1.坂の上の建物の中で地震の発生後に出現。建物の裏手に台座。
2.墓場の中の建物の裏手。台座も墓場内。
3.木を切り倒して川を渡った後に犬の鳴き声が聞こえたら向かって左手の坂を登って行くと犬が金網に引っ掛かっているので助ける(印は出ないが足の辺りをクリックすると選択肢が出る)。台座の方はすぐ隣に有る。その後犬の後を付いていくと行き止まりにて止まって尻尾を振り出すのでそこで犬をクリックすると穴を掘ってくれて地蔵が出て来る。

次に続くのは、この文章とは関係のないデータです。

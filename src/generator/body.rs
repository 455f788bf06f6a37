use crate::design::{
    Attribute, BindingLocation, DataType, ErrorDescriptor, MethodDescriptor, ResponseDescriptor,
    TypeGraph, TypeId,
};
use super::naming::{status_suffix, to_camel_case};

/// Direction a body travels in, which decides how nullability renders.
///
/// Encode-side bodies (request bodies built from a payload) follow the
/// attribute's own required/default flags. Decode-side bodies (response and
/// error bodies parsed off the wire) render every field nullable so the
/// validation function can report missing required attributes instead of
/// failing during deserialization.
#[derive(Debug, Clone, Copy, PartialEq, Eq)]
pub enum Direction {
    Encode,
    Decode,
}

/// The HTTP variant a body type serves.
#[derive(Debug, Clone, PartialEq)]
pub enum HttpVariant {
    Request,
    Response { status: u16 },
    Error { name: String },
}

/// A derived wire body type: exactly the attributes transmitted in one HTTP
/// body for one (method, direction, variant). Never authored by a user.
#[derive(Debug, Clone, PartialEq)]
pub struct BodyType {
    pub name: String,
    /// Originating user type, when the body was derived from a named type.
    pub source: Option<TypeId>,
    /// Object of the selected attributes, or the bare payload type when the
    /// body degenerates to a non-object.
    pub data: DataType,
    pub variant: HttpVariant,
}

impl BodyType {
    pub fn direction(&self) -> Direction {
        match self.variant {
            HttpVariant::Request => Direction::Encode,
            _ => Direction::Decode,
        }
    }
}

/// Name of the nested body type derived for a user type in one direction.
pub fn nested_body_name(user_type: &str, direction: Direction) -> String {
    match direction {
        Direction::Encode => format!("{}RequestBody", to_camel_case(user_type)),
        Direction::Decode => format!("{}ResponseBody", to_camel_case(user_type)),
    }
}

/// Intersects an object shape with the body partition of the bindings.
/// Attributes without an explicit binding belong to the body.
fn body_partition(attrs: &[Attribute], bindings: &[crate::design::Binding]) -> Vec<Attribute> {
    attrs
        .iter()
        .filter(|attr| {
            bindings
                .iter()
                .find(|b| b.attribute == attr.name)
                .map(|b| b.location == BindingLocation::Body)
                .unwrap_or(true)
        })
        .cloned()
        .collect()
}

/// Attributes routed out of the body, paired with their location, in the
/// order the bindings declare them. This order fixes the extra parameters of
/// generated unmarshal functions.
pub fn out_of_body<'a>(
    attrs: &'a [Attribute],
    bindings: &'a [crate::design::Binding],
) -> Vec<(&'a Attribute, BindingLocation)> {
    bindings
        .iter()
        .filter(|b| b.location != BindingLocation::Body)
        .filter_map(|b| {
            attrs
                .iter()
                .find(|a| a.name == b.attribute)
                .map(|a| (a, b.location))
        })
        .collect()
}

fn derive_body(
    graph: &TypeGraph,
    ty: &DataType,
    bindings: &[crate::design::Binding],
    name: String,
    variant: HttpVariant,
) -> Option<BodyType> {
    match graph.attributes_of(ty) {
        Some(attrs) => {
            let selected = body_partition(attrs, bindings);
            if selected.is_empty() {
                return None;
            }
            let source = match ty {
                DataType::Ref(id) => Some(*id),
                _ => None,
            };
            Some(BodyType {
                name,
                source,
                data: DataType::Object(selected),
                variant,
            })
        }
        // Non-object payloads degenerate: the wire body is the whole value,
        // not a field of a wrapping object.
        None => Some(BodyType {
            name,
            source: None,
            data: ty.clone(),
            variant,
        }),
    }
}

/// Derives the request body type of a method, if any attribute routes to the
/// body.
pub fn derive_request_body(graph: &TypeGraph, method: &MethodDescriptor) -> Option<BodyType> {
    let payload = method.payload.as_ref()?;
    let name = format!("{}RequestBody", to_camel_case(&method.name));
    derive_body(
        graph,
        payload,
        &method.request_bindings,
        name,
        HttpVariant::Request,
    )
}

/// Derives the response body type for one response variant of a method.
pub fn derive_response_body(
    graph: &TypeGraph,
    method: &MethodDescriptor,
    response: &ResponseDescriptor,
) -> Option<BodyType> {
    let result = response.result.as_ref()?;
    let method_camel = to_camel_case(&method.name);
    let name = if response.status == 200 {
        format!("{method_camel}ResponseBody")
    } else {
        format!("{method_camel}{}ResponseBody", status_suffix(response.status))
    };
    derive_body(
        graph,
        result,
        &response.bindings,
        name,
        HttpVariant::Response {
            status: response.status,
        },
    )
}

/// Derives the response body type for one named error of a method. Error
/// bodies always carry the full error type.
pub fn derive_error_body(
    graph: &TypeGraph,
    method: &MethodDescriptor,
    error: &ErrorDescriptor,
) -> Option<BodyType> {
    let name = format!(
        "{}{}ResponseBody",
        to_camel_case(&method.name),
        to_camel_case(&error.name)
    );
    derive_body(
        graph,
        &error.ty,
        &[],
        name,
        HttpVariant::Error {
            name: error.name.clone(),
        },
    )
}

4.寺の中に入る前に道の左手に台座。その周辺を見回すとカメラの黄色(霊感)アイコンに反応が発生するので、これを頼りに探すと木の上に引っ掛かっているのが見つかる。木は先ほどの斧で切り倒す。
5.寺の中のヒント文に一番背の低い灯籠(橋の周辺)の下に隠したとあるので、その周囲をシャベルでクリックして掘り出す。台座は同じ敷地内。






*エンディング

・バッド: 犬を助けずにクリア(もしくは助けたが最後まで付いて行かなかったケース)。
・グッド: 5個の地蔵を全て台座に設置。3本の蝋燭通過後の最終ルートにて侵入禁止のガードで塞がれた道には行かない。
・シークレット: 条件は、犬を助けて掘り起こす所まで達成(犬が消える), 最終ルートで侵入禁止のガードを越えて犬を発見する所まで進める。地蔵を回収して台座に戻したかどうかは関係ないので全部無視してもOK。